Suppose, if we want to test the new data point and predict whether it belongs to a circle or star category?

OK, how do we predict or classify the new data point?

 

First, we need to find the distance between new data points and the nearest data points by using similarity measures. Similarity measures are nothing but distance between two data points. There are different distance measures available. Some of the popular ones are Euclidean, Manhattan, Minkowski and Hamming distance methods. Euclidean distance is widely used. Hamming distance used for category variables.

Next, we need to find out what the neighbours are in the above example. Let’s assume K = 4. Then the new data points are classified by the majority of votes from it’s four neighbours. Here, the new data point is circle as three out of four neighbours are circle.
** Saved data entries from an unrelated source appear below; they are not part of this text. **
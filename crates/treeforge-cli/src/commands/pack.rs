//! Pack command - zip a generated project
//!
//! With no directory argument, picks the most recently modified project
//! under the configured output directory.

use std::path::{Path, PathBuf};

use anyhow::{anyhow, Result};
use colored::Colorize;
use treeforge_core::{ForgeConfig, LocalStorage, Storage, RESPONSES_DIR};

pub async fn run(dir: Option<PathBuf>, name: Option<String>) -> Result<()> {
    let config = ForgeConfig::load_or_default(&std::env::current_dir()?)?;
    let storage = LocalStorage::new();

    let dir = match dir {
        Some(dir) => dir,
        None => latest_project(&storage, Path::new(&config.output_dir))
            .await
            .ok_or_else(|| {
                anyhow!(
                    "no generated project found under {}; pass a directory explicitly",
                    config.output_dir
                )
            })?,
    };

    let project_name = dir
        .file_name()
        .map(|n| n.to_string_lossy().to_string())
        .unwrap_or_else(|| "project".to_string());
    let name = name.unwrap_or_else(|| format!("{}.zip", project_name));
    let dest = dir.parent().unwrap_or(Path::new(".")).to_path_buf();

    let info = storage.create_archive(&dir, &dest, &name).await?;

    println!(
        "{} Archived {} → {} ({} bytes)",
        "📦".green(),
        dir.display().to_string().cyan(),
        info.path.display().to_string().cyan(),
        info.size
    );

    Ok(())
}

/// Most recently modified project directory under `output_dir`, ignoring
/// the per-chunk response logs.
async fn latest_project(storage: &LocalStorage, output_dir: &Path) -> Option<PathBuf> {
    let entries = storage.list_dir(output_dir).await.ok()?;
    let mut best: Option<(PathBuf, std::time::SystemTime)> = None;

    for entry in entries {
        if entry == RESPONSES_DIR {
            continue;
        }
        let path = output_dir.join(&entry);
        // Only directories can be projects
        if storage.list_dir(&path).await.is_err() {
            continue;
        }
        if let Some(stat) = storage.stat(&path).await {
            let newer = best
                .as_ref()
                .map(|(_, modified)| stat.modified > *modified)
                .unwrap_or(true);
            if newer {
                best = Some((path, stat.modified));
            }
        }
    }

    best.map(|(path, _)| path)
}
This is the working process of the K-NN algorithm.

How do we select the ‘k’ value?

Now the next question is how to choose the optimal value of ‘k’. ‘k’ is a hyperparameter and finding the same is not an easy task. There is no concrete method to find ‘k’ value. We have to assume various values by trial and error method.

We can find the optimal value of ‘k’ using cross validation. By taking a small portion of data from the training dataset and evaluate different values of ‘k’. With the help of different values of ‘k’, we can predict the label for every instance in the validation dataset. Then, identify the best accuracy on the validation dataset corresponding to the ‘k’ value. Take the corresponding ‘k’ value which gives best accuracy as a final ‘k’ value and set into the algorithm. This will also minimize the validation error. In a simpler term, generate different models with different ‘k’ values and check the model accuracy.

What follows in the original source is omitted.